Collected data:
· · · · ·
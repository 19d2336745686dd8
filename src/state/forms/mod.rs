//! Form domain layer
//!
//! Field values, step definitions, validators and the store that ties them
//! together for the booking form.

mod field;
mod form_state;
mod steps;
mod validation;

pub use field::{Field, FieldValue, FormData, RequestType};
pub use form_state::{Form, FormError, FormStore, StepTransition};
pub use steps::{Step, TOTAL_STEPS};
pub use validation::{validate, FieldError, ValidationState};
//! cta-flow - Terminal host for the two-step booking form
//!
//! A Ratatui-based TUI that collects a consultation or checklist request,
//! animates the submission progress and optionally posts the request to a
//! contact endpoint.

mod app;
mod config;
mod platform;
mod state;
mod submission;
mod ui;

use anyhow::Result;
use app::App;
use config::FlowConfig;
use crossterm::{
    event::{self, Event, KeyCode, KeyEventKind, KeyModifiers},
    execute,
    terminal::{disable_raw_mode, enable_raw_mode, EnterAlternateScreen, LeaveAlternateScreen},
};
use ratatui::{backend::CrosstermBackend, Terminal};
use std::io;
use std::time::Duration;
use tracing_subscriber::{layer::SubscriberExt, util::SubscriberInitExt};

#[tokio::main]
async fn main() -> Result<()> {
    // Initialize logging
    tracing_subscriber::registry()
        .with(
            tracing_subscriber::EnvFilter::try_from_default_env()
                .unwrap_or_else(|_| "cta_flow=info".into()),
        )
        .with(tracing_subscriber::fmt::layer().with_writer(io::stderr))
        .init();

    let config = FlowConfig::load()?.with_env_overrides();
    let mut app = App::new(&config)?;

    // Setup terminal
    enable_raw_mode()?;
    let mut stdout = io::stdout();
    execute!(stdout, EnterAlternateScreen)?;
    let backend = CrosstermBackend::new(stdout);
    let mut terminal = Terminal::new(backend)?;

    let result = run_app(&mut terminal, &mut app).await;
    app.shutdown();

    // Restore terminal
    disable_raw_mode()?;
    execute!(terminal.backend_mut(), LeaveAlternateScreen)?;
    terminal.show_cursor()?;

    // Handle any errors
    if let Err(err) = result {
        eprintln!("Error: {err:?}");
        std::process::exit(1);
    }

    Ok(())
}

async fn run_app<B: ratatui::backend::Backend>(
    terminal: &mut Terminal<B>,
    app: &mut App,
) -> Result<()> {
    loop {
        app.tick();

        terminal.draw(|frame| ui::draw(frame, app))?;

        // Use faster polling while the gauge moves (16ms = ~60fps)
        // Normal polling (100ms) otherwise
        let poll_duration = if app.is_animating() {
            Duration::from_millis(16)
        } else {
            Duration::from_millis(100)
        };

        if event::poll(poll_duration)? {
            if let Event::Key(key) = event::read()? {
                if key.kind != KeyEventKind::Press {
                    continue;
                }
                // Global quit: Ctrl+C
                if key.code == KeyCode::Char('c') && key.modifiers.contains(KeyModifiers::CONTROL)
                {
                    app.quit();
                } else {
                    app.handle_key(key)?;
                }
            }
        }

        if app.should_quit() {
            return Ok(());
        }
    }
}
· · · · ·
_INSTRUCTIONS TO FOLLOW_
Find the word "validation" in the entries above, then copy each line that holds it.

_TASK ANSWER_
mod validation;
pub use validation::{validate, FieldError, ValidationState};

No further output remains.